Stored items

◆ ◆ ◆

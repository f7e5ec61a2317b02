//! Run-scoped scratch space.
//!
//! A [`RunWorkspace`] owns one temporary root for the whole run. Each
//! repository gets its own [`RepoWorkspace`] below it, keyed by its index in
//! the input list, holding the checkout and the install environment. Dropping
//! a `RepoWorkspace` removes its directory; dropping the `RunWorkspace`
//! removes the root.

use std::path::{Path, PathBuf};

use tempfile::TempDir;
use tracing::{debug, warn};

use crate::domain::{Result, VerifyError};

/// Scratch root shared by every repository of one run.
#[derive(Debug)]
pub struct RunWorkspace {
    root: TempDir,
}

impl RunWorkspace {
    /// Create a workspace under the system temp directory.
    pub fn create() -> Result<Self> {
        let root = tempfile::Builder::new()
            .prefix("pkgverify-")
            .tempdir()
            .map_err(|e| VerifyError::fs(std::env::temp_dir(), e))?;
        Ok(Self { root })
    }

    /// Create a workspace under `parent`, creating `parent` if needed.
    pub fn create_in(parent: &Path) -> Result<Self> {
        std::fs::create_dir_all(parent).map_err(|e| VerifyError::fs(parent, e))?;
        let root = tempfile::Builder::new()
            .prefix("pkgverify-")
            .tempdir_in(parent)
            .map_err(|e| VerifyError::fs(parent, e))?;
        Ok(Self { root })
    }

    pub fn root(&self) -> &Path {
        self.root.path()
    }

    /// Allocate the sub-workspace for the repository at `index`.
    ///
    /// Any directory left at that slot is replaced, so the result is always
    /// empty.
    pub fn allocate(&self, index: usize) -> Result<RepoWorkspace> {
        let dir = self.root.path().join(format!("repo-{index:04}"));
        if dir.exists() {
            std::fs::remove_dir_all(&dir).map_err(|e| VerifyError::fs(&dir, e))?;
        }
        std::fs::create_dir_all(&dir).map_err(|e| VerifyError::fs(&dir, e))?;
        debug!(index, dir = %dir.display(), "Allocated repository workspace");
        Ok(RepoWorkspace { index, dir })
    }
}

/// Exclusively owned scratch directory for one repository.
#[derive(Debug)]
pub struct RepoWorkspace {
    index: usize,
    dir: PathBuf,
}

impl RepoWorkspace {
    pub fn index(&self) -> usize {
        self.index
    }

    pub fn path(&self) -> &Path {
        &self.dir
    }

    /// Where the repository snapshot is checked out.
    pub fn checkout_dir(&self) -> PathBuf {
        self.dir.join("repo")
    }

    /// Where the install environment lives.
    pub fn env_dir(&self) -> PathBuf {
        self.dir.join("venv")
    }
}

impl Drop for RepoWorkspace {
    fn drop(&mut self) {
        match std::fs::remove_dir_all(&self.dir) {
            Ok(()) => debug!(index = self.index, "Released repository workspace"),
            Err(e) if e.kind() == std::io::ErrorKind::NotFound => {}
            Err(e) => warn!(
                index = self.index,
                dir = %self.dir.display(),
                error = %e,
                "Failed to release repository workspace"
            ),
        }
    }
}

/// Drop `resource` on the blocking thread pool.
///
/// Workspaces and install environments delete directory trees when dropped;
/// a virtual environment can take seconds to remove, which must not stall the
/// other repositories sharing the runtime.
pub async fn release<T: Send + 'static>(resource: T) {
    if let Err(e) = tokio::task::spawn_blocking(move || drop(resource)).await {
        warn!(error = %e, "Release task failed");
    }
}
//! Scrape Orchestration - Probe, Then Render
//!
//! One [`Exporter`] per process, shaped by the configured mode:
//! - `Persistent`: long-lived targets and a registry built at startup;
//!   a scrape probes (unless a background interval is running) and
//!   renders the shared registry
//! - `Static`: configured targets, but a fresh state, metric set and
//!   registry for every scrape
//! - `OnDemand`: the target and expected digest come from the query
//!   string; fresh registry per scrape

use std::sync::Arc;

use anyhow::{Context, Result};
use prometheus::Registry;
use serde::Deserialize;
use tracing::{debug, instrument};

use super::probe::probe_target;
use super::scheduler::{effective_workers, ProbeScheduler};
use super::watcher::Watcher;
use crate::adapters::metrics::prometheus::{base_registry, encode, MetricSet, SeriesLayout};
use crate::config::{AppConfig, Mode};
use crate::domain::{TargetSpec, TargetState};
use crate::ports::Fetcher;

/// Query parameters accepted by `/metrics`.
#[derive(Debug, Clone, Default, Deserialize)]
pub struct ProbeQuery {
    /// URL to probe (on-demand mode).
    pub target: Option<String>,
    /// Expected digest (on-demand mode).
    pub hash: Option<String>,
}

/// Errors surfaced to the scraper.
#[derive(Debug, thiserror::Error)]
pub enum ScrapeError {
    /// A required query parameter is missing or empty.
    #[error("missing required query parameter: {0}")]
    MissingParameter(&'static str),
    /// Metric registration or encoding failed.
    #[error("failed to render metrics: {0}")]
    Render(#[from] prometheus::Error),
}

impl ScrapeError {
    /// Whether the scraper, not the exporter, is at fault.
    pub const fn is_client_error(&self) -> bool {
        matches!(self, Self::MissingParameter(_))
    }
}

/// Mode-specific scrape pipeline.
pub enum Exporter {
    /// Long-lived targets with permanent metric handles.
    Persistent {
        /// Target set.
        watcher: Arc<Watcher>,
        /// Registry built once at startup.
        registry: Registry,
        /// Probe on every scrape; false when a background interval runs.
        probe_on_scrape: bool,
    },
    /// Configured targets, nothing kept between scrapes.
    Static {
        /// Fetch port.
        fetcher: Arc<dyn Fetcher>,
        /// Worker pool bound.
        scheduler: ProbeScheduler,
        /// Configured targets.
        targets: Arc<[TargetSpec]>,
    },
    /// Target supplied per request.
    OnDemand {
        /// Fetch port.
        fetcher: Arc<dyn Fetcher>,
    },
}

impl Exporter {
    /// Build the pipeline described by `config`.
    pub fn from_config(config: &AppConfig, fetcher: Arc<dyn Fetcher>) -> Result<Self> {
        let scheduler = ProbeScheduler::new(effective_workers(config.probe.workers));

        match config.mode {
            Mode::Persistent => {
                let interval = config.probe.interval();
                Self::persistent(fetcher, scheduler, config.target_specs(), interval.is_none())
            }
            Mode::Static => Ok(Self::Static {
                fetcher,
                scheduler,
                targets: config.target_specs().into(),
            }),
            Mode::OnDemand => Ok(Self::OnDemand { fetcher }),
        }
    }

    /// Persistent exporter with its registry built and populated.
    pub fn persistent(
        fetcher: Arc<dyn Fetcher>,
        scheduler: ProbeScheduler,
        specs: Vec<TargetSpec>,
        probe_on_scrape: bool,
    ) -> Result<Self> {
        let registry = base_registry().context("Failed to create metrics registry")?;
        let metrics =
            MetricSet::new(SeriesLayout::Persistent).context("Failed to create metric set")?;
        metrics
            .register(&registry)
            .context("Failed to register metric set")?;
        let watcher = Watcher::new(fetcher, scheduler, metrics, specs)
            .context("Failed to bind target metrics")?;

        Ok(Self::Persistent {
            watcher: Arc::new(watcher),
            registry,
            probe_on_scrape,
        })
    }

    /// Mode this exporter runs in.
    pub const fn mode(&self) -> Mode {
        match self {
            Self::Persistent { .. } => Mode::Persistent,
            Self::Static { .. } => Mode::Static,
            Self::OnDemand { .. } => Mode::OnDemand,
        }
    }

    /// Target set of the persistent mode.
    pub fn watcher(&self) -> Option<Arc<Watcher>> {
        match self {
            Self::Persistent { watcher, .. } => Some(Arc::clone(watcher)),
            _ => None,
        }
    }

    /// Serve one scrape: probe as the mode requires, then render.
    #[instrument(skip(self, query), fields(mode = ?self.mode()))]
    pub async fn scrape(&self, query: &ProbeQuery) -> Result<String, ScrapeError> {
        match self {
            Self::Persistent {
                watcher,
                registry,
                probe_on_scrape,
            } => {
                if *probe_on_scrape {
                    debug!("Probing");
                    watcher.probe_all().await;
                }
                debug!("Rendering");
                Ok(encode(registry)?)
            }
            Self::Static {
                fetcher,
                scheduler,
                targets,
            } => Self::scrape_static(fetcher, *scheduler, targets).await,
            Self::OnDemand { fetcher } => Self::scrape_on_demand(fetcher.as_ref(), query).await,
        }
    }

    async fn scrape_static(
        fetcher: &Arc<dyn Fetcher>,
        scheduler: ProbeScheduler,
        targets: &[TargetSpec],
    ) -> Result<String, ScrapeError> {
        debug!(targets = targets.len(), "Probing");
        let states: Vec<TargetState> = targets.iter().cloned().map(TargetState::new).collect();
        let fetcher = Arc::clone(fetcher);
        let observed = scheduler
            .run_all(states, move |mut state| {
                let fetcher = Arc::clone(&fetcher);
                async move {
                    let obs = probe_target(fetcher.as_ref(), &mut state).await;
                    (state, obs)
                }
            })
            .await;

        debug!("Rendering");
        let registry = base_registry()?;
        let metrics = MetricSet::new(SeriesLayout::Static)?;
        metrics.register(&registry)?;
        for (state, obs) in &observed {
            metrics.bind(state.spec())?.publish(obs);
        }
        Ok(encode(&registry)?)
    }

    async fn scrape_on_demand(
        fetcher: &dyn Fetcher,
        query: &ProbeQuery,
    ) -> Result<String, ScrapeError> {
        let spec = on_demand_spec(query)?;

        debug!(url = %spec.url, "Probing");
        let mut state = TargetState::new(spec);
        let obs = probe_target(fetcher, &mut state).await;

        debug!("Rendering");
        let registry = base_registry()?;
        let metrics = MetricSet::new(SeriesLayout::OnDemand)?;
        metrics.register(&registry)?;
        metrics
            .bind_on_demand(state.spec(), obs.digest.as_deref().unwrap_or_default())?
            .publish(&obs);
        Ok(encode(&registry)?)
    }
}

/// Validate on-demand parameters; the expected digest is lowercased.
fn on_demand_spec(query: &ProbeQuery) -> Result<TargetSpec, ScrapeError> {
    let present = |value: &Option<String>| {
        value
            .as_deref()
            .map(str::trim)
            .filter(|v| !v.is_empty())
            .map(str::to_string)
    };

    let target = present(&query.target).ok_or(ScrapeError::MissingParameter("target"))?;
    let hash = present(&query.hash).ok_or(ScrapeError::MissingParameter("hash"))?;
    Ok(TargetSpec::new(target, Some(hash.to_lowercase())))
}
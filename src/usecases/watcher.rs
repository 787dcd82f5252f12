//! Watcher - Long-lived Target Set for the Persistent Mode
//!
//! Owns one [`WatchedTarget`] per configured URL. Each target keeps
//! its digest history and a permanent set of metric handles bound
//! into a registry that is built once at startup. Probe cycles only
//! mutate handle values.
//!
//! Cycles are serialized: two overlapping scrapes never interleave
//! change detection on the same target.

use std::collections::HashMap;
use std::sync::{Arc, Mutex, MutexGuard, PoisonError, RwLock};
use std::time::Duration;

use tokio::sync::broadcast;
use tracing::{debug, info, instrument};

use super::probe::record_outcome;
use super::scheduler::ProbeScheduler;
use crate::adapters::metrics::prometheus::{MetricSet, TargetSeries};
use crate::domain::{Observation, TargetSpec, TargetState};
use crate::ports::Fetcher;

/// Mutable part of a watched target.
struct Tracked {
    state: TargetState,
    series: TargetSeries,
    last: Observation,
}

/// A configured target with persistent state and metric handles.
pub struct WatchedTarget {
    url: String,
    tracked: Mutex<Tracked>,
}

impl WatchedTarget {
    fn new(metrics: &MetricSet, spec: TargetSpec) -> prometheus::Result<Self> {
        let series = metrics.bind(&spec)?;
        let state = TargetState::new(spec);
        let last = state.quiescent();
        series.publish(&last);
        Ok(Self {
            url: state.spec().url.clone(),
            tracked: Mutex::new(Tracked { state, series, last }),
        })
    }

    fn lock(&self) -> MutexGuard<'_, Tracked> {
        self.tracked.lock().unwrap_or_else(PoisonError::into_inner)
    }

    /// Target URL.
    pub fn url(&self) -> &str {
        &self.url
    }

    /// Current target definition.
    pub fn spec(&self) -> TargetSpec {
        self.lock().state.spec().clone()
    }

    /// Observation published by the latest cycle.
    pub fn last_observation(&self) -> Observation {
        self.lock().last.clone()
    }

    /// Probe once: publish failure defaults, fetch, publish the result.
    pub async fn probe(&self, fetcher: &dyn Fetcher) -> Observation {
        {
            let mut tracked = self.lock();
            let quiescent = tracked.state.quiescent();
            tracked.series.publish(&quiescent);
            tracked.last = quiescent;
        }

        let outcome = fetcher.fetch(&self.url).await;

        let mut tracked = self.lock();
        let obs = record_outcome(&mut tracked.state, outcome);
        tracked.series.publish(&obs);
        tracked.last = obs.clone();
        obs
    }

    fn set_expected(&self, metrics: &MetricSet, expected: Option<String>) -> prometheus::Result<()> {
        let mut tracked = self.lock();
        let mut state = tracked.state.clone();
        state.set_expected(expected);
        let series = metrics.bind(state.spec())?;

        metrics.unbind_correct(&tracked.series);
        let last = state.reverify(&tracked.last);
        series.publish(&last);
        tracked.state = state;
        tracked.series = series;
        tracked.last = last;
        Ok(())
    }

    fn unbind(&self, metrics: &MetricSet) {
        metrics.unbind(&self.lock().series);
    }
}

/// Outcome of reconciling the target set with a new configuration.
#[derive(Debug, Clone, Copy, Default, PartialEq, Eq)]
pub struct ReloadSummary {
    /// Newly added URLs.
    pub added: usize,
    /// URLs no longer configured.
    pub removed: usize,
    /// URLs whose expected digest changed.
    pub updated: usize,
}

impl ReloadSummary {
    /// Whether anything changed.
    pub const fn is_empty(&self) -> bool {
        self.added == 0 && self.removed == 0 && self.updated == 0
    }
}

/// The persistent target set.
pub struct Watcher {
    fetcher: Arc<dyn Fetcher>,
    scheduler: ProbeScheduler,
    metrics: MetricSet,
    targets: RwLock<Vec<Arc<WatchedTarget>>>,
    cycle: tokio::sync::Mutex<()>,
}

impl Watcher {
    /// Bind every spec into `metrics` (already registered by the caller).
    pub fn new(
        fetcher: Arc<dyn Fetcher>,
        scheduler: ProbeScheduler,
        metrics: MetricSet,
        specs: Vec<TargetSpec>,
    ) -> prometheus::Result<Self> {
        let targets = specs
            .into_iter()
            .map(|spec| WatchedTarget::new(&metrics, spec).map(Arc::new))
            .collect::<prometheus::Result<Vec<_>>>()?;

        Ok(Self {
            fetcher,
            scheduler,
            metrics,
            targets: RwLock::new(targets),
            cycle: tokio::sync::Mutex::new(()),
        })
    }

    /// Snapshot of the current targets.
    pub fn targets(&self) -> Vec<Arc<WatchedTarget>> {
        self.targets
            .read()
            .unwrap_or_else(PoisonError::into_inner)
            .clone()
    }

    /// Target by URL.
    pub fn target(&self, url: &str) -> Option<Arc<WatchedTarget>> {
        self.targets().into_iter().find(|t| t.url() == url)
    }

    /// Probe every target once with bounded parallelism and wait for all.
    ///
    /// Returns the number of completed probes.
    #[instrument(skip(self))]
    pub async fn probe_all(&self) -> usize {
        let _cycle = self.cycle.lock().await;
        let targets = self.targets();
        let fetcher = Arc::clone(&self.fetcher);

        let completed = self
            .scheduler
            .run_all(targets, move |target| {
                let fetcher = Arc::clone(&fetcher);
                async move { target.probe(fetcher.as_ref()).await }
            })
            .await;

        let succeeded = completed.iter().filter(|obs| obs.success).count();
        debug!(completed = completed.len(), succeeded, "Probe cycle complete");
        completed.len()
    }

    /// Replace the configured targets, keeping state for surviving URLs.
    ///
    /// Change counters are keyed by URL and survive a changed expected
    /// digest. Series of removed URLs are dropped from the registry.
    pub fn reconcile(&self, specs: Vec<TargetSpec>) -> prometheus::Result<ReloadSummary> {
        let mut targets = self.targets.write().unwrap_or_else(PoisonError::into_inner);
        let mut existing: HashMap<String, Arc<WatchedTarget>> = targets
            .iter()
            .map(|t| (t.url.clone(), Arc::clone(t)))
            .collect();

        let mut summary = ReloadSummary::default();
        let mut next = Vec::with_capacity(specs.len());
        for spec in specs {
            match existing.remove(&spec.url) {
                Some(target) => {
                    if target.spec().expected != spec.expected {
                        target.set_expected(&self.metrics, spec.expected)?;
                        summary.updated += 1;
                    }
                    next.push(target);
                }
                None => {
                    next.push(Arc::new(WatchedTarget::new(&self.metrics, spec)?));
                    summary.added += 1;
                }
            }
        }

        for target in existing.into_values() {
            target.unbind(&self.metrics);
            summary.removed += 1;
        }

        *targets = next;
        Ok(summary)
    }

    /// Probe on a fixed interval until shutdown, decoupled from scrapes.
    #[instrument(skip(self, shutdown_rx))]
    pub async fn run(self: Arc<Self>, interval: Duration, mut shutdown_rx: broadcast::Receiver<()>) {
        info!(interval_secs = interval.as_secs(), "Background probing started");

        let mut ticker = tokio::time::interval(interval);
        ticker.set_missed_tick_behavior(tokio::time::MissedTickBehavior::Delay);

        loop {
            tokio::select! {
                biased;
                _ = shutdown_rx.recv() => {
                    info!("Background probing shutting down");
                    return;
                }
                _ = ticker.tick() => {
                    self.probe_all().await;
                }
            }
        }
    }
}

#[cfg(test)]
mod tests {
    use std::sync::atomic::{AtomicUsize, Ordering};

    use async_trait::async_trait;
    use prometheus::Registry;

    use super::*;
    use crate::adapters::metrics::prometheus::{encode, SeriesLayout};
    use crate::domain::{digest, FetchOutcome};

    /// Serves the bodies in order, one per fetch, then repeats the last.
    struct Sequence {
        bodies: Vec<&'static [u8]>,
        calls: AtomicUsize,
    }

    #[async_trait]
    impl Fetcher for Sequence {
        async fn fetch(&self, _url: &str) -> FetchOutcome {
            let n = self.calls.fetch_add(1, Ordering::SeqCst);
            let body = self.bodies[n.min(self.bodies.len() - 1)];
            FetchOutcome::Complete {
                elapsed: Duration::from_millis(1),
                status: 200,
                body: body.to_vec(),
            }
        }
    }

    fn watcher(bodies: Vec<&'static [u8]>, specs: Vec<TargetSpec>) -> (Watcher, Registry) {
        let registry = Registry::new();
        let metrics = MetricSet::new(SeriesLayout::Persistent).unwrap();
        metrics.register(&registry).unwrap();
        let fetcher = Arc::new(Sequence {
            bodies,
            calls: AtomicUsize::new(0),
        });
        let watcher = Watcher::new(fetcher, ProbeScheduler::new(2), metrics, specs).unwrap();
        (watcher, registry)
    }

    #[tokio::test]
    async fn test_change_count_across_cycles() {
        let (watcher, registry) = watcher(
            vec![b"a", b"a", b"b", b"b", b"a"],
            vec![TargetSpec::observe("http://a")],
        );

        for _ in 0..5 {
            assert_eq!(watcher.probe_all().await, 1);
        }

        let target = watcher.target("http://a").unwrap();
        assert_eq!(target.last_observation().change_count, 2);
        assert!(encode(&registry)
            .unwrap()
            .contains(r#"hashcheck_change_count{target="http://a"} 2"#));
    }

    #[tokio::test]
    async fn test_reconcile_keeps_state_by_url() {
        let (watcher, registry) = watcher(
            vec![b"a", b"b"],
            vec![
                TargetSpec::observe("http://keep"),
                TargetSpec::observe("http://drop"),
            ],
        );
        watcher.probe_all().await;

        let summary = watcher
            .reconcile(vec![
                TargetSpec::new("http://keep", Some(digest(b"b"))),
                TargetSpec::observe("http://new"),
            ])
            .unwrap();
        assert_eq!(
            summary,
            ReloadSummary {
                added: 1,
                removed: 1,
                updated: 1
            }
        );

        let keep = watcher.target("http://keep").unwrap();
        assert!(keep.spec().is_verified());
        assert!(watcher.target("http://drop").is_none());

        let text = encode(&registry).unwrap();
        assert!(!text.contains("http://drop"));
        assert!(text.contains(r#"hashcheck_success{target="http://new"} 0"#));
    }

    #[tokio::test]
    async fn test_new_expected_digest_keeps_last_observation() {
        let (watcher, registry) = watcher(vec![b"a"], vec![TargetSpec::observe("http://a")]);
        watcher.probe_all().await;

        let summary = watcher
            .reconcile(vec![TargetSpec::new("http://a", Some(digest(b"a")))])
            .unwrap();
        assert_eq!(summary.updated, 1);

        let last = watcher.target("http://a").unwrap().last_observation();
        assert!(last.success);
        assert_eq!(last.status_code, 200);
        assert_eq!(last.correct, Some(true));

        let text = encode(&registry).unwrap();
        assert!(text.contains(r#"hashcheck_success{target="http://a"} 1"#));
        assert!(text.contains(r#"hashcheck_status_code{target="http://a"} 200"#));
        assert!(text.contains(&format!(
            r#"hashcheck_correct{{expected="{}",target="http://a"}} 1"#,
            digest(b"a")
        )));

        watcher
            .reconcile(vec![TargetSpec::new("http://a", Some("abcdef".into()))])
            .unwrap();
        let text = encode(&registry).unwrap();
        assert!(text.contains(r#"hashcheck_success{target="http://a"} 1"#));
        assert!(text.contains(r#"hashcheck_correct{expected="abcdef",target="http://a"} 0"#));
        assert!(!text.contains(&format!(r#"expected="{}""#, digest(b"a"))));
    }

    #[tokio::test]
    async fn test_reconcile_unchanged_is_empty() {
        let specs = vec![TargetSpec::observe("http://a")];
        let (watcher, _registry) = watcher(vec![b"a"], specs.clone());
        assert!(watcher.reconcile(specs).unwrap().is_empty());
    }
}
//! Configuration Loader - File Loading and Validation
//!
//! Handles loading `hashcheck.toml`, validating all parameters,
//! and providing clear error messages for misconfiguration.

use std::collections::HashSet;
use std::path::Path;

use anyhow::{Context, Result};
use tracing::info;

use super::{AppConfig, Mode};

/// Load and validate configuration from a TOML file.
///
/// # Errors
/// Returns detailed error if:
/// - File doesn't exist or can't be read
/// - TOML parsing fails
/// - Validation rules are violated
pub fn load_config(path: impl AsRef<Path>) -> Result<AppConfig> {
  let path = path.as_ref();

  let content = std::fs::read_to_string(path)
    .with_context(|| format!("Failed to read config file: {}", path.display()))?;

  let config = parse_config(&content)
    .with_context(|| format!("Invalid config file: {}", path.display()))?;

  info!(
    mode = ?config.mode,
    targets = config.targets.len() + config.hashes.len(),
    workers = config.probe.workers,
    "Configuration loaded successfully"
  );

  Ok(config)
}

/// Parse and validate configuration from TOML text.
pub fn parse_config(content: &str) -> Result<AppConfig> {
  let config: AppConfig = toml::from_str(content).context("Failed to parse TOML")?;
  validate_config(&config)?;
  Ok(config)
}

/// Validate all configuration parameters.
///
/// Checks for:
/// - At least one target outside on-demand mode
/// - Non-empty http(s) URLs, no URL configured twice
/// - A positive request timeout
fn validate_config(config: &AppConfig) -> Result<()> {
  let specs = config.target_specs();

  anyhow::ensure!(
    config.mode == Mode::OnDemand || !specs.is_empty(),
    "At least one target must be configured in {:?} mode",
    config.mode
  );

  let mut seen = HashSet::with_capacity(specs.len());
  for (i, spec) in specs.iter().enumerate() {
    anyhow::ensure!(!spec.url.is_empty(), "Target {} has an empty url", i);
    anyhow::ensure!(
      spec.url.starts_with("http://") || spec.url.starts_with("https://"),
      "Target {} ({}) must be an http:// or https:// URL",
      i,
      spec.url
    );
    anyhow::ensure!(
      seen.insert(spec.url.as_str()),
      "Target {} is configured more than once",
      spec.url
    );
  }

  anyhow::ensure!(
    config.probe.timeout_seconds > 0,
    "probe.timeout_seconds must be positive"
  );

  Ok(())
}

◆ ◆ ◆

Quote, with nothing altered, all lines from the start of the entries to the line that carries "pub fn create()", inclusive.

*Result of the exercise:*
repository f7e5ec61a2317b02
//! Run-scoped scratch space.
//!
//! A [`RunWorkspace`] owns one temporary root for the whole run. Each
//! repository gets its own [`RepoWorkspace`] below it, keyed by its index in
//! the input list, holding the checkout and the install environment. Dropping
//! a `RepoWorkspace` removes its directory; dropping the `RunWorkspace`
//! removes the root.

use std::path::{Path, PathBuf};

use tempfile::TempDir;
use tracing::{debug, warn};

use crate::domain::{Result, VerifyError};

/// Scratch root shared by every repository of one run.
#[derive(Debug)]
pub struct RunWorkspace {
    root: TempDir,
}

impl RunWorkspace {
    /// Create a workspace under the system temp directory.
    pub fn create() -> Result<Self> {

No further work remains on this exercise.